> **Directions**
Give again, word for word, every line below from the one that has "of column kind." through the one that has "to compare against.", both included, and no others.

> **Records for the exercise**
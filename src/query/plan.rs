//! Predicate tree and the operator-acceptance matrix (spec.md §6).
//!
//! Grounded on `src/config.rs`'s eager, side-effect-free validation style:
//! a [`Plan`] is only ever built through [`Plan::build`], the same way a
//! [`crate::config::ColumnIndexOptions`] is only ever built through
//! `validate` — constructing one means every clause has already been
//! checked against the matrix.

use crate::config::{CollectionVariant, IndexedColumnKind};
use crate::pk::PrimaryKey;

use super::QueryError;

/// The operator a predicate clause applies, independent of column kind.
#[derive(Debug, Clone, Copy, PartialEq, Eq)]
pub enum Operator {
    /// `col = value`.
    Eq,
    /// `col != value`.
    NotEq,
    /// `col < / <= / > / >= / BETWEEN`.
    Range,
    /// `CONTAINS value` (map values, lists, sets).
    Contains,
    /// `CONTAINS KEY key` (map keys).
    ContainsKey,
    /// `m[k] = v` (map entries).
    EntryEq,
    /// `ORDER BY col ANN OF vector`.
    AnnOrderBy,
}

/// The typed value(s) a predicate clause compares against. Callers pass
/// already-encoded bytes (literal terms, `NumericValue::encode()` keys)
/// so this module stays agnostic of CQL-level typing.
#[derive(Debug, Clone)]
pub enum PredicateValue {
    /// A single literal term or numeric key.
    Single(Vec<u8>),
    /// An inclusive-start/exclusive-end range of literal terms or numeric
    /// keys.
    Range(Vec<u8>, Vec<u8>),
    /// A map entry: `(key_bytes, value_bytes)`.
    Entry(Vec<u8>, Vec<u8>),
    /// An ANN query vector.
    Vector(Vec<f32>),
}

/// One clause of a predicate tree: a column, its declared kind/collection
/// variant, an operator, and the value(s) to compare against.
#[derive(Debug, Clone)]
pub struct Predicate {
    /// Column name, used to look up searchers and live indexes.
    pub column: String,
    /// The column's declared index kind.
    pub kind: IndexedColumnKind,
    /// The column's collection variant (`None` for non-collection columns).
    pub collection: CollectionVariant,
    /// The operator this clause applies.
    pub operator: Operator,
    /// The comparison value(s).
    pub value: PredicateValue,
}

/// Whether `(kind, collection, operator)` is accepted by spec.md §6's
/// operator acceptance matrix.
fn matrix_allows(kind: IndexedColumnKind, collection: CollectionVariant, operator: Operator) -> bool {
    use CollectionVariant::*;
    use IndexedColumnKind::*;
    use Operator::*;

    matches!(
        (kind, collection, operator),
        (Literal, None, Eq)
            | (Literal, None, NotEq)
            | (Literal, None, Range)
            | (Literal, Keys, ContainsKey)
            | (Literal, Keys, NotEq)
            | (Literal, Values, Contains)
            | (Literal, Values, NotEq)
            | (Literal, Entries, EntryEq)
            | (Literal, Entries, NotEq)
            | (Literal, Full, Eq)
            | (Numeric, None, Eq)
            | (Numeric, None, NotEq)
            | (Numeric, None, Range)
            | (Vector, None, AnnOrderBy)
    )
}

/// A clause that survived either the matrix or an `ALLOW FILTERING`
/// downgrade. Downgraded clauses contribute no restriction to the plan's
/// own postings — the host is expected to post-filter them, per spec.md
/// §4.7/§9.
#[derive(Debug, Clone)]
pub(crate) struct PlannedClause {
    pub predicate: Predicate,
    pub verified: bool,
}

/// A validated query: every clause has already been checked against the
/// operator matrix (or downgraded under `ALLOW FILTERING`).
#[derive(Debug)]
pub struct Plan {
    pub(crate) clauses: Vec<PlannedClause>,
    pub(crate) order_by_ann: Option<Predicate>,
    /// Maximum rows to return.
    pub limit: Option<usize>,
    /// Resume paging strictly after this primary key (spec.md §4.7:
    /// "resumes queries on the partition key following the last returned
    /// row's partition key").
    pub after: Option<PrimaryKey>,
}

impl Plan {
    /// Validates `clauses` (plus an optional ANN ordering predicate)
    /// against the operator matrix. Fails with
    /// [`QueryError::UnsupportedOperator`] unless `allow_filtering` is
    /// set, in which case a non-matching clause is kept but marked
    /// unverified rather than rejected.
    pub fn build(
        clauses: Vec<Predicate>,
        order_by_ann: Option<Predicate>,
        limit: Option<usize>,
        after: Option<PrimaryKey>,
        allow_filtering: bool,
    ) -> Result<Self, QueryError> {
        if let Some(ann) = &order_by_ann {
            if !matrix_allows(ann.kind, ann.collection, ann.operator) {
                return Err(QueryError::UnsupportedOperator {
                    column: ann.column.clone(),
                    operator: ann.operator,
                });
            }
        }

        let mut planned = Vec::with_capacity(clauses.len());
        for predicate in clauses {
            let allowed = matrix_allows(predicate.kind, predicate.collection, predicate.operator);
            if !allowed && !allow_filtering {
                return Err(QueryError::UnsupportedOperator {
                    column: predicate.column,
                    operator: predicate.operator,
                });
            }
            planned.push(PlannedClause {
                verified: allowed,
                predicate,
            });
        }

        Ok(Self {
            clauses: planned,
            order_by_ann,
            limit,
            after,
        })
    }

    /// Whether this plan orders by ANN similarity.
    pub fn is_ann_ordered(&self) -> bool {
        self.order_by_ann.is_some()
    }
}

> **Task response**
/// The operator a predicate clause applies, independent of column kind.
#[derive(Debug, Clone, Copy, PartialEq, Eq)]
pub enum Operator {
    /// `col = value`.
    Eq,
    /// `col != value`.
    NotEq,
    /// `col < / <= / > / >= / BETWEEN`.
    Range,
    /// `CONTAINS value` (map values, lists, sets).
    Contains,
    /// `CONTAINS KEY key` (map keys).
    ContainsKey,
    /// `m[k] = v` (map entries).
    EntryEq,
    /// `ORDER BY col ANN OF vector`.
    AnnOrderBy,
}

/// The typed value(s) a predicate clause compares against. Callers pass
/// already-encoded bytes (literal terms, `NumericValue::encode()` keys)
/// so this module stays agnostic of CQL-level typing.
#[derive(Debug, Clone)]
pub enum PredicateValue {
    /// A single literal term or numeric key.
    Single(Vec<u8>),
    /// An inclusive-start/exclusive-end range of literal terms or numeric
    /// keys.
    Range(Vec<u8>, Vec<u8>),
    /// A map entry: `(key_bytes, value_bytes)`.
    Entry(Vec<u8>, Vec<u8>),
    /// An ANN query vector.
    Vector(Vec<f32>),
}

/// One clause of a predicate tree: a column, its declared kind/collection
/// variant, an operator, and the value(s) to compare against.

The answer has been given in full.